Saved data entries
▶

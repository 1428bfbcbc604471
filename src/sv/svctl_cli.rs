use crate::sv::channels::{CONTROL, OK, STATUS};
use crate::sv::config::{load_supervise_config, supervisedir_from_env};
use crate::sv::controller::{signal_named, Command};
use crate::sv::service::Role;
use crate::sv::status::{decode_file, StatusRecord, Want};
use anyhow::Context;
use clap::{Parser, Subcommand, ValueEnum};
use nix::errno::Errno;
use serde::Serialize;
use std::fs::OpenOptions;
use std::io::Write;
use std::os::unix::fs::OpenOptionsExt;
use std::path::{Path, PathBuf};

#[derive(Debug, Parser)]
#[command(name = "svctl", version, about = "control client for supervise")]
pub struct SvctlArgs {
    /// Service directory
    #[arg(short = 'd', long = "dir", default_value = ".")]
    pub dir: PathBuf,

    /// Same config file the supervisor was started with (for `control_dir`)
    #[arg(short = 'c', long = "config")]
    pub config: Option<PathBuf>,

    /// Address the log service instead of the main one
    #[arg(long = "log")]
    pub log: bool,

    /// Deliver signals to the whole process group
    #[arg(long = "group")]
    pub group: bool,

    #[command(subcommand)]
    pub cmd: SvCmd,
}

#[derive(Debug, Subcommand)]
pub enum SvCmd {
    /// Keep the service up, restarting it whenever it exits
    Up,
    /// Stop the service and keep it down
    Down,
    /// Run the service once without restarting it
    Once,
    /// Send STOP
    Pause,
    /// Send CONT
    Cont,
    /// Ask the supervisor to exit once the service is down
    Exit,
    /// Send a signal: alrm, hup, kill, term, int, quit, usr1, usr2 or winch
    Signal { name: String },
    /// Write raw control bytes
    Send { bytes: String },
    /// Show the published status
    Status {
        /// Output format: text (default) or json
        #[arg(long = "format", default_value = "text")]
        format: OutputFormat,
    },
    /// Succeed iff a supervisor is running for the directory
    Check,
}

#[derive(Debug, Clone, Copy, ValueEnum)]
pub enum OutputFormat {
    Text,
    Json,
}

/// Control bytes for a command, with the slot and targeting prefixes.
pub fn command_bytes(cmd: &SvCmd, log: bool, group: bool) -> anyhow::Result<Vec<u8>> {
    let mut cmds = Vec::new();
    if log {
        cmds.push(Command::Log);
    }
    if group {
        cmds.push(Command::Group);
    }
    let mut raw: &[u8] = &[];
    match cmd {
        SvCmd::Up => cmds.push(Command::Up),
        SvCmd::Down => cmds.push(Command::Down),
        SvCmd::Once => cmds.push(Command::Once),
        SvCmd::Pause => cmds.push(Command::Pause),
        SvCmd::Cont => cmds.push(Command::Continue),
        SvCmd::Exit => cmds.push(Command::Exit),
        SvCmd::Signal { name } => {
            let sig = signal_named(name).with_context(|| format!("unsupported signal {name:?}"))?;
            cmds.push(Command::Signal(sig));
        }
        SvCmd::Send { bytes } => raw = bytes.as_bytes(),
        SvCmd::Status { .. } | SvCmd::Check => anyhow::bail!("{cmd:?} sends nothing"),
    }
    let mut out = cmds
        .into_iter()
        .map(|c| c.to_byte().with_context(|| format!("{c:?} has no control letter")))
        .collect::<anyhow::Result<Vec<u8>>>()?;
    out.extend_from_slice(raw);
    Ok(out)
}

fn control_dir(args: &SvctlArgs) -> anyhow::Result<PathBuf> {
    let cfg = load_supervise_config(args.config.as_deref())?;
    let abs = std::fs::canonicalize(&args.dir)
        .with_context(|| format!("unable to resolve {}", args.dir.display()))?;
    let base = cfg.control_path(&abs, supervisedir_from_env().as_deref());
    Ok(if base.is_absolute() { base } else { abs.join(base) })
}

/// Open a FIFO for writing without waiting for a reader.
fn open_fifo_writer(path: &Path) -> anyhow::Result<std::fs::File> {
    match OpenOptions::new()
        .write(true)
        .custom_flags(libc::O_NONBLOCK)
        .open(path)
    {
        Ok(f) => Ok(f),
        Err(e) if e.raw_os_error() == Some(Errno::ENXIO as i32) => {
            anyhow::bail!("supervise not running ({})", path.display())
        }
        Err(e) => Err(e).with_context(|| format!("unable to open {}", path.display())),
    }
}

pub fn send_control(control_dir: &Path, bytes: &[u8]) -> anyhow::Result<()> {
    let path = control_dir.join(CONTROL);
    let mut f = open_fifo_writer(&path)?;
    f.write_all(bytes)
        .with_context(|| format!("unable to write {}", path.display()))
}

pub fn check_running(control_dir: &Path) -> anyhow::Result<()> {
    open_fifo_writer(&control_dir.join(OK)).map(|_| ())
}

#[derive(Debug, Serialize)]
pub struct ServiceView {
    pub service: &'static str,
    #[serde(flatten)]
    pub record: StatusRecord,
    pub since_unix: i64,
    pub seconds: i64,
}

pub fn service_views(records: Vec<StatusRecord>, now_unix: i64) -> Vec<ServiceView> {
    records
        .into_iter()
        .zip([Role::Main, Role::Log])
        .map(|(record, role)| {
            let since_unix = record.since.unix_secs();
            ServiceView {
                service: role.as_str(),
                seconds: (now_unix - since_unix).max(0),
                since_unix,
                record,
            }
        })
        .collect()
}

pub fn render_text(v: &ServiceView) -> String {
    let r = &v.record;
    let mut line = format!("{}: {}", v.service, r.status);
    if r.pid != 0 {
        line.push_str(&format!(" (pid {})", r.pid));
    }
    line.push_str(&format!(" {} seconds", v.seconds));
    if r.paused {
        line.push_str(", paused");
    }
    match r.want {
        Some(Want::Up) => line.push_str(", want up"),
        Some(Want::Down) => line.push_str(", want down"),
        None => {}
    }
    line
}

pub fn run() -> anyhow::Result<()> {
    let args = SvctlArgs::parse();
    let dir = control_dir(&args)?;
    match &args.cmd {
        SvCmd::Status { format } => {
            let path = dir.join(STATUS);
            let raw = std::fs::read(&path).with_context(|| format!("unable to read {}", path.display()))?;
            let records = decode_file(&raw).with_context(|| format!("unable to decode {}", path.display()))?;
            let views = service_views(records, chrono::Utc::now().timestamp());
            match format {
                OutputFormat::Text => {
                    for v in &views {
                        println!("{}", render_text(v));
                    }
                }
                OutputFormat::Json => println!("{}", serde_json::to_string_pretty(&views)?),
            }
            Ok(())
        }
        SvCmd::Check => check_running(&dir),
        cmd => send_control(&dir, &command_bytes(cmd, args.log, args.group)?),
    }
}

#[cfg(test)]
mod tests {
    use super::*;
    use crate::sv::status::{SvStatus, Timestamp};

    #[test]
    fn prefixes_and_letters() {
        assert_eq!(command_bytes(&SvCmd::Up, false, false).unwrap(), b"u");
        assert_eq!(command_bytes(&SvCmd::Pause, true, true).unwrap(), b"L+p");
        let sig = SvCmd::Signal { name: "usr2".into() };
        assert_eq!(command_bytes(&sig, false, true).unwrap(), b"+2");
        let bad = SvCmd::Signal { name: "pipe".into() };
        assert!(command_bytes(&bad, false, false).is_err());
        let raw = SvCmd::Send { bytes: "dx".into() };
        assert_eq!(command_bytes(&raw, false, false).unwrap(), b"dx");
        assert!(command_bytes(&SvCmd::Check, false, false).is_err());
    }

    #[test]
    fn text_lines() {
        let rec = StatusRecord {
            since: Timestamp::from_unix(1_000, 0),
            pid: 42,
            paused: true,
            want: Some(Want::Up),
            status: SvStatus::Running,
        };
        let idle = StatusRecord {
            pid: 0,
            paused: false,
            want: None,
            status: SvStatus::Stopped,
            ..rec.clone()
        };
        let views = service_views(vec![rec, idle], 1_012);
        assert_eq!(render_text(&views[0]), "main: running (pid 42) 12 seconds, paused, want up");
        assert_eq!(render_text(&views[1]), "log: stopped 12 seconds");

        let json = serde_json::to_value(&views[0]).unwrap();
        assert_eq!(json["service"], "main");
        assert_eq!(json["status"], "running");
        assert_eq!(json["want"], "up");
        assert_eq!(json["seconds"], 12);
    }

    #[test]
    fn no_reader_means_not_running() {
        let td = tempfile::tempdir().unwrap();
        nix::unistd::mkfifo(&td.path().join(CONTROL), nix::sys::stat::Mode::from_bits_truncate(0o600))
            .unwrap();
        let err = send_control(td.path(), b"u").unwrap_err();
        assert!(err.to_string().contains("not running"));
        let err = check_running(td.path()).unwrap_err();
        assert!(format!("{err:#}").contains("unable to open"));
    }
}
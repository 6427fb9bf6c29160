//! # engine::notifier
//!
//! **Notifier** — delivers a triggered alert to its recipient.
//!
//! ## Mode
//! - `NOTIFY_WEBHOOK_URL` unset → the rendered email is written to the log
//!   (dev mode, matches what a local SMTP relay would send)
//! - `NOTIFY_WEBHOOK_URL` set → additionally POSTs a JSON payload to the
//!   webhook; transport failure is `AppError::Notify`
//!
//! Delivery is fire-and-forget from the scheduler's point of view: a failed
//! notification is logged and the alert is deactivated anyway.

use async_trait::async_trait;
use serde_json::json;
use tracing::{error, info};

use crate::error::AppError;
use crate::models::{Alert, AlertDirection};

// ─── Trait ────────────────────────────────────────────────────────────────────

/// The scheduler's only view of the notification transport.
#[async_trait]
pub trait Notifier: Send + Sync {
    async fn notify(&self, alert: &Alert, triggering_price: f64) -> Result<(), AppError>;
}

// ─── Email-style Notifier ─────────────────────────────────────────────────────

pub struct EmailNotifier {
    client: reqwest::Client,
    webhook_url: Option<String>,
}

impl EmailNotifier {
    pub fn new(client: reqwest::Client, webhook_url: Option<String>) -> Self {
        Self {
            client,
            webhook_url,
        }
    }
}

#[async_trait]
impl Notifier for EmailNotifier {
    async fn notify(&self, alert: &Alert, triggering_price: f64) -> Result<(), AppError> {
        let condition = match alert.direction {
            AlertDirection::Above => "above",
            AlertDirection::Below => "below",
        };

        info!(
            recipient = %alert.recipient,
            asset     = %alert.asset,
            price     = triggering_price,
            target    = alert.target_price,
            condition,
            "📧 Alert notification\n\
             Subject: 🚀 Crypto Alert: {} {} ${}\n\
             Your alert for {} has been triggered!\n\
             Current price: ${}\n\
             Target price:  ${}\n\
             Condition: price is {} target",
            alert.asset,
            condition,
            alert.target_price,
            alert.asset,
            triggering_price,
            alert.target_price,
            condition,
        );

        let Some(url) = &self.webhook_url else {
            return Ok(()); // log-only delivery
        };

        let payload = json!({
            "recipient":     alert.recipient,
            "asset":         alert.asset,
            "current_price": triggering_price,
            "target_price":  alert.target_price,
            "condition":     condition,
            "alert_id":      alert.id,
        });

        let response = self
            .client
            .post(url)
            .json(&payload)
            .timeout(std::time::Duration::from_secs(5))
            .send()
            .await
            .map_err(|e| {
                error!(error = %e, "Notification webhook unreachable");
                AppError::Notify(format!("Webhook unreachable: {e}"))
            })?;

        if !response.status().is_success() {
            let status = response.status();
            error!(http_status = %status, "Notification webhook rejected the alert");
            return Err(AppError::Notify(format!("Webhook HTTP {status}")));
        }

        Ok(())
    }
}
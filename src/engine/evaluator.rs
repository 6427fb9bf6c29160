//! # engine::evaluator
//!
//! **Alert Evaluator** — pure matching of active alerts against a price
//! snapshot.  No state, no I/O, no clock: given the same inputs it always
//! returns the same matches, which is what makes the at-most-once guarantee
//! testable (the *registry's* active flag is what prevents re-firing, not
//! anything in here).
//!
//! ## Matching rule
//! ```text
//! Above: price >= target   (inclusive — hitting the target exactly fires)
//! Below: price <= target
//! ```
//! Alerts whose asset has no price in the snapshot are skipped this pass —
//! they are evaluated again next tick with fresh data, never with stale data.

use std::collections::HashMap;

use crate::models::{Alert, AlertDirection};

/// One alert that matched, paired with the price that triggered it.
#[derive(Debug, Clone, PartialEq)]
pub struct TriggeredAlert {
    pub alert: Alert,
    pub price: f64,
}

/// Evaluate `alerts` against `snapshot`, preserving the input order.
///
/// The caller passes the registry's active list; inactive alerts should never
/// reach this function, but an `active == false` entry is ignored anyway.
pub fn check_alerts(alerts: &[Alert], snapshot: &HashMap<String, f64>) -> Vec<TriggeredAlert> {
    let mut triggered = Vec::new();

    for alert in alerts {
        if !alert.active {
            continue;
        }
        let Some(&price) = snapshot.get(&alert.asset) else {
            continue; // no current price — skip, retry next tick
        };

        let fires = match alert.direction {
            AlertDirection::Above => price >= alert.target_price,
            AlertDirection::Below => price <= alert.target_price,
        };

        if fires {
            triggered.push(TriggeredAlert {
                alert: alert.clone(),
                price,
            });
        }
    }

    triggered
}

// ─── Tests ────────────────────────────────────────────────────────────────────

#[cfg(test)]
mod tests {
    use super::*;

    fn make_alert(asset: &str, target: f64, direction: AlertDirection) -> Alert {
        Alert::new("trader@example.com", asset, target, direction)
    }

    fn snapshot(pairs: &[(&str, f64)]) -> HashMap<String, f64> {
        pairs.iter().map(|(a, p)| (a.to_string(), *p)).collect()
    }

    #[test]
    fn test_above_fires_at_and_past_target() {
        let alerts = vec![make_alert("bitcoin", 100.0, AlertDirection::Above)];

        assert_eq!(check_alerts(&alerts, &snapshot(&[("bitcoin", 100.0)])).len(), 1);
        assert_eq!(check_alerts(&alerts, &snapshot(&[("bitcoin", 101.0)])).len(), 1);
        assert!(check_alerts(&alerts, &snapshot(&[("bitcoin", 99.0)])).is_empty());
    }

    #[test]
    fn test_below_fires_at_and_under_target() {
        let alerts = vec![make_alert("bitcoin", 100.0, AlertDirection::Below)];

        assert_eq!(check_alerts(&alerts, &snapshot(&[("bitcoin", 100.0)])).len(), 1);
        assert_eq!(check_alerts(&alerts, &snapshot(&[("bitcoin", 99.0)])).len(), 1);
        assert!(check_alerts(&alerts, &snapshot(&[("bitcoin", 101.0)])).is_empty());
    }

    #[test]
    fn test_missing_asset_is_skipped() {
        let alerts = vec![
            make_alert("bitcoin", 100.0, AlertDirection::Above),
            make_alert("ethereum", 3_000.0, AlertDirection::Below),
        ];
        let triggered = check_alerts(&alerts, &snapshot(&[("ethereum", 2_900.0)]));

        assert_eq!(triggered.len(), 1);
        assert_eq!(triggered[0].alert.asset, "ethereum");
        assert_eq!(triggered[0].price, 2_900.0);
    }

    #[test]
    fn test_matches_preserve_input_order() {
        let alerts = vec![
            make_alert("cardano", 1.0, AlertDirection::Below),
            make_alert("bitcoin", 50_000.0, AlertDirection::Above),
            make_alert("solana", 200.0, AlertDirection::Above),
        ];
        let triggered = check_alerts(
            &alerts,
            &snapshot(&[("cardano", 0.5), ("bitcoin", 60_000.0), ("solana", 150.0)]),
        );

        let assets: Vec<&str> = triggered.iter().map(|t| t.alert.asset.as_str()).collect();
        assert_eq!(assets, vec!["cardano", "bitcoin"]);
    }

    #[test]
    fn test_inactive_alert_never_matches() {
        let mut alert = make_alert("bitcoin", 100.0, AlertDirection::Above);
        alert.active = false;

        assert!(check_alerts(&[alert], &snapshot(&[("bitcoin", 500.0)])).is_empty());
    }
}
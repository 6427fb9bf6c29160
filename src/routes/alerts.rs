//! # routes::alerts
//!
//! Axum route handlers for the alert registry.
//!
//! ## Endpoints
//!
//! | Method | Path              | Description                      |
//! |--------|-------------------|----------------------------------|
//! | POST   | `/api/alerts`     | Register a new active alert      |
//! | GET    | `/api/alerts`     | All alerts (active and fired)    |
//! | DELETE | `/api/alerts/:id` | Remove an alert by id            |

use axum::{
    extract::{Path, State},
    response::IntoResponse,
    Json,
};
use serde::Deserialize;
use serde_json::json;
use uuid::Uuid;

use crate::{error::AppError, models::AlertDirection, state::SharedState};

// ─── POST /api/alerts ─────────────────────────────────────────────────────────

#[derive(Debug, Deserialize)]
pub struct AddAlertRequest {
    /// Notification target, e.g. an email address
    pub recipient: String,
    pub asset: String,
    pub target_price: f64,
    /// `"ABOVE"` or `"BELOW"`
    pub direction: AlertDirection,
}

pub async fn add_alert(
    State(state): State<SharedState>,
    Json(req): Json<AddAlertRequest>,
) -> Result<impl IntoResponse, AppError> {
    let alert = state
        .alerts
        .add(&req.recipient, &req.asset, req.target_price, req.direction)
        .await?;

    Ok(Json(json!({
        "ok":    true,
        "alert": alert,
    })))
}

// ─── GET /api/alerts ──────────────────────────────────────────────────────────

pub async fn list_alerts(State(state): State<SharedState>) -> impl IntoResponse {
    let alerts = state.alerts.list_all().await;
    let active = alerts.iter().filter(|a| a.active).count();

    Json(json!({
        "ok":     true,
        "count":  alerts.len(),
        "active": active,
        "alerts": alerts,
    }))
}

// ─── DELETE /api/alerts/:id ───────────────────────────────────────────────────

pub async fn delete_alert(
    State(state): State<SharedState>,
    Path(id): Path<Uuid>,
) -> Result<impl IntoResponse, AppError> {
    state.alerts.delete(id).await?;
    Ok(Json(json!({
        "ok": true,
        "id": id,
    })))
}
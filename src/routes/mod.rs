//! Thin HTTP request layer over the core operations.  No business logic lives
//! here — handlers validate nothing the core doesn't, and status mapping is
//! owned by `AppError::into_response`.

pub mod alerts;
pub mod prices;
pub mod trading;
//! # scheduler — the periodic poll + alert loop
//!
//! One repeating timer drives two cycles per tick:
//!
//! ```text
//! every POLL_INTERVAL_SECS:
//!   1. Poll cycle  — feed.fetch_latest(tracked) → PriceStore.record per asset
//!   2. Alert cycle — snapshot → evaluator → notify + deactivate per match
//! ```
//!
//! Collaborator failures (`Fetch`, `Notify`) are absorbed here: they are
//! logged and the loop continues — the next tick is the retry mechanism.
//! Nothing in this module can crash or pause the loop.
//!
//! Shutdown is cooperative: a `watch` flag is observed between awaits, so an
//! in-flight cycle always runs to completion before the task returns — no
//! ledger or registry mutation is ever left half-applied.

use std::sync::atomic::{AtomicU64, Ordering};
use std::sync::Arc;
use std::time::Duration;

use tokio::sync::watch;
use tokio::time::MissedTickBehavior;
use tracing::{error, info, warn};

use crate::alerts::AlertRegistry;
use crate::engine::evaluator::check_alerts;
use crate::engine::fetcher::PriceFeed;
use crate::engine::notifier::Notifier;
use crate::prices::PriceStore;

pub struct Scheduler<F, N> {
    feed: F,
    notifier: N,
    prices: Arc<PriceStore>,
    alerts: Arc<AlertRegistry>,
    /// Asset ids polled every tick
    tracked: Vec<String>,
    period: Duration,
    /// Completed poll cycles (shared with the health endpoint)
    poll_count: Arc<AtomicU64>,
    /// Alerts fired over the process lifetime
    alerts_fired: Arc<AtomicU64>,
}

impl<F, N> Scheduler<F, N>
where
    F: PriceFeed,
    N: Notifier,
{
    #[allow(clippy::too_many_arguments)]
    pub fn new(
        feed: F,
        notifier: N,
        prices: Arc<PriceStore>,
        alerts: Arc<AlertRegistry>,
        tracked: Vec<String>,
        period: Duration,
        poll_count: Arc<AtomicU64>,
        alerts_fired: Arc<AtomicU64>,
    ) -> Self {
        Self {
            feed,
            notifier,
            prices,
            alerts,
            tracked,
            period,
            poll_count,
            alerts_fired,
        }
    }

    /// Run until the shutdown flag flips to `true`.
    pub async fn run(self, mut shutdown: watch::Receiver<bool>) {
        let mut ticker = tokio::time::interval(self.period);
        // A slow cycle must not cause a burst of catch-up ticks
        ticker.set_missed_tick_behavior(MissedTickBehavior::Skip);

        info!(
            period = ?self.period,
            tracked = ?self.tracked,
            "⏱️ Scheduler loop started"
        );

        loop {
            tokio::select! {
                _ = ticker.tick() => {
                    self.poll_cycle().await;
                    self.alert_cycle().await;
                }
                changed = shutdown.changed() => {
                    // Err = sender dropped; treat it as shutdown too
                    if changed.is_err() || *shutdown.borrow() {
                        info!("⏹️ Scheduler loop stopping — no cycle in flight");
                        break;
                    }
                }
            }
        }
    }

    // ─── Poll Cycle ───────────────────────────────────────────────────────────

    /// Fetch latest prices for the tracked set and persist them.
    ///
    /// A fetch failure skips the whole cycle (logged, retried next tick).
    /// An asset missing from the response skips only that asset.
    pub async fn poll_cycle(&self) {
        let prices = match self.feed.fetch_latest(&self.tracked).await {
            Ok(prices) => prices,
            Err(e) => {
                error!(error = %e, "❌ Poll cycle failed — will retry next tick");
                return;
            }
        };

        for asset in &self.tracked {
            match prices.get(asset) {
                Some(&price) => {
                    self.prices.record(asset, price).await;
                }
                None => {
                    warn!(asset = %asset, "No price in feed response — skipping this asset");
                }
            }
        }

        self.poll_count.fetch_add(1, Ordering::Relaxed);
    }

    // ─── Alert Cycle ──────────────────────────────────────────────────────────

    /// Evaluate active alerts against the latest snapshot; notify and
    /// deactivate every match.
    ///
    /// Each match is processed independently — a failed notification is
    /// logged and never blocks that alert's deactivation, nor the remaining
    /// matches.
    pub async fn alert_cycle(&self) {
        let snapshot = self.prices.latest_snapshot().await;
        if snapshot.is_empty() {
            return; // nothing polled yet
        }

        let active = self.alerts.list_active().await;
        if active.is_empty() {
            return;
        }

        let triggered = check_alerts(&active, &snapshot);

        for hit in triggered {
            info!(
                id     = %hit.alert.id,
                asset  = %hit.alert.asset,
                price  = hit.price,
                target = hit.alert.target_price,
                "🚨 Alert triggered"
            );

            if let Err(e) = self.notifier.notify(&hit.alert, hit.price).await {
                error!(
                    id = %hit.alert.id,
                    error = %e,
                    "Notification failed — alert is deactivated regardless"
                );
            }

            // The active flag is the at-most-once guarantee: once cleared,
            // the evaluator never sees this alert again.
            self.alerts.deactivate(hit.alert.id).await;
            self.alerts_fired.fetch_add(1, Ordering::Relaxed);
        }
    }
}

// ─── Tests ────────────────────────────────────────────────────────────────────
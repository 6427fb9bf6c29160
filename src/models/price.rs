//! # models::price
//!
//! One observed price point from the external feed.  Immutable once written —
//! the price store only ever appends these.

use chrono::{DateTime, Utc};
use serde::{Deserialize, Serialize};

/// A single (asset, price, time) sample from the poll cycle.
#[derive(Debug, Clone, PartialEq, Serialize, Deserialize)]
pub struct PriceObservation {
    /// Asset identifier, e.g. `"bitcoin"`
    pub asset: String,
    /// Quoted price in USD
    pub price: f64,
    /// UTC timestamp at which the poll cycle recorded this sample
    pub observed_at: DateTime<Utc>,
}

impl PriceObservation {
    pub fn new(asset: &str, price: f64) -> Self {
        Self {
            asset: asset.to_string(),
            price,
            observed_at: Utc::now(),
        }
    }
}
//! Engine components driven by the scheduler loop: the pure alert evaluator
//! and the two external collaborators (price feed, notification transport).

pub mod evaluator;
pub mod fetcher;
pub mod notifier;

◀

What to work on –
Tell me how many lines of the records include the word "join", replying with the number alone.

Answer box –
5